───── Provided records

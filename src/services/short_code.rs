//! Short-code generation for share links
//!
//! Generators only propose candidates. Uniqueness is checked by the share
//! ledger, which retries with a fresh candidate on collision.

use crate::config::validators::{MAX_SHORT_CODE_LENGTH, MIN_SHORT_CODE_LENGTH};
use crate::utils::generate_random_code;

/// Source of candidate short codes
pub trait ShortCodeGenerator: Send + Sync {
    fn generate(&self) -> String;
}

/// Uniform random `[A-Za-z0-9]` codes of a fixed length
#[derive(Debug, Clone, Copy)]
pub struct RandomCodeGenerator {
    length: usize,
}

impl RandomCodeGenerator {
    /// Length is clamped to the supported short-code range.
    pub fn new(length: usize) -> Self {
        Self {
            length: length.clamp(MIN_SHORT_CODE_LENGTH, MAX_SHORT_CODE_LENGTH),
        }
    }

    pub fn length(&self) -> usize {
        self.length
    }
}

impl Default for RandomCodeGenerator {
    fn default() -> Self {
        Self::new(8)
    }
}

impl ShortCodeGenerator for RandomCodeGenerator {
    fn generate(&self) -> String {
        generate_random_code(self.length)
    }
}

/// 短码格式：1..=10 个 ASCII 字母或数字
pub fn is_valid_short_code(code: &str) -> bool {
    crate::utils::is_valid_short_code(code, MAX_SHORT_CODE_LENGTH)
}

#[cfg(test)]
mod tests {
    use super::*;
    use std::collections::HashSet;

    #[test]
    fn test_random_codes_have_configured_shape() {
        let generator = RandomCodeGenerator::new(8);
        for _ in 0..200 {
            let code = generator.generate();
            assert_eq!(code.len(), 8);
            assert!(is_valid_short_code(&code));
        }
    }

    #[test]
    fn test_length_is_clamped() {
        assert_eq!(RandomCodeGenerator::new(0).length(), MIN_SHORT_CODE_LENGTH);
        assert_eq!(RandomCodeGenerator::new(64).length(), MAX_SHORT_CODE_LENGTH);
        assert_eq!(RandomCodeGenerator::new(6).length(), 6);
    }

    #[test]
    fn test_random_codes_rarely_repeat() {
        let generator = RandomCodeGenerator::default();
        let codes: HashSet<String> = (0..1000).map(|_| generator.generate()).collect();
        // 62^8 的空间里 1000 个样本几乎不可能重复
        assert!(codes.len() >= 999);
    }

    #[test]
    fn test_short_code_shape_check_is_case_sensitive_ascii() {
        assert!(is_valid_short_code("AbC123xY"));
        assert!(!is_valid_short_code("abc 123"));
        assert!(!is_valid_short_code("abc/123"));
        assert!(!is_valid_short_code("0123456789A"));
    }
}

──────────

Task prompt - Take the line that contains "supported short-code range." and each line after it through the end of the records, and repeat them all exactly. Nothing else.

Expected output -
    /// Length is clamped to the supported short-code range.
    pub fn new(length: usize) -> Self {
        Self {
            length: length.clamp(MIN_SHORT_CODE_LENGTH, MAX_SHORT_CODE_LENGTH),
        }
    }

    pub fn length(&self) -> usize {
        self.length
    }
}

impl Default for RandomCodeGenerator {
    fn default() -> Self {
        Self::new(8)
    }
}

impl ShortCodeGenerator for RandomCodeGenerator {
    fn generate(&self) -> String {
        generate_random_code(self.length)
    }
}

/// 短码格式：1..=10 个 ASCII 字母或数字
pub fn is_valid_short_code(code: &str) -> bool {
    crate::utils::is_valid_short_code(code, MAX_SHORT_CODE_LENGTH)
}

#[cfg(test)]
mod tests {
    use super::*;
    use std::collections::HashSet;

    #[test]
    fn test_random_codes_have_configured_shape() {
        let generator = RandomCodeGenerator::new(8);
        for _ in 0..200 {
            let code = generator.generate();
            assert_eq!(code.len(), 8);
            assert!(is_valid_short_code(&code));
        }
    }

    #[test]
    fn test_length_is_clamped() {
        assert_eq!(RandomCodeGenerator::new(0).length(), MIN_SHORT_CODE_LENGTH);
        assert_eq!(RandomCodeGenerator::new(64).length(), MAX_SHORT_CODE_LENGTH);
        assert_eq!(RandomCodeGenerator::new(6).length(), 6);
    }

    #[test]
    fn test_random_codes_rarely_repeat() {
        let generator = RandomCodeGenerator::default();
        let codes: HashSet<String> = (0..1000).map(|_| generator.generate()).collect();
        // 62^8 的空间里 1000 个样本几乎不可能重复
        assert!(codes.len() >= 999);
    }

    #[test]
    fn test_short_code_shape_check_is_case_sensitive_ascii() {
        assert!(is_valid_short_code("AbC123xY"));
        assert!(!is_valid_short_code("abc 123"));
        assert!(!is_valid_short_code("abc/123"));
        assert!(!is_valid_short_code("0123456789A"));
    }
}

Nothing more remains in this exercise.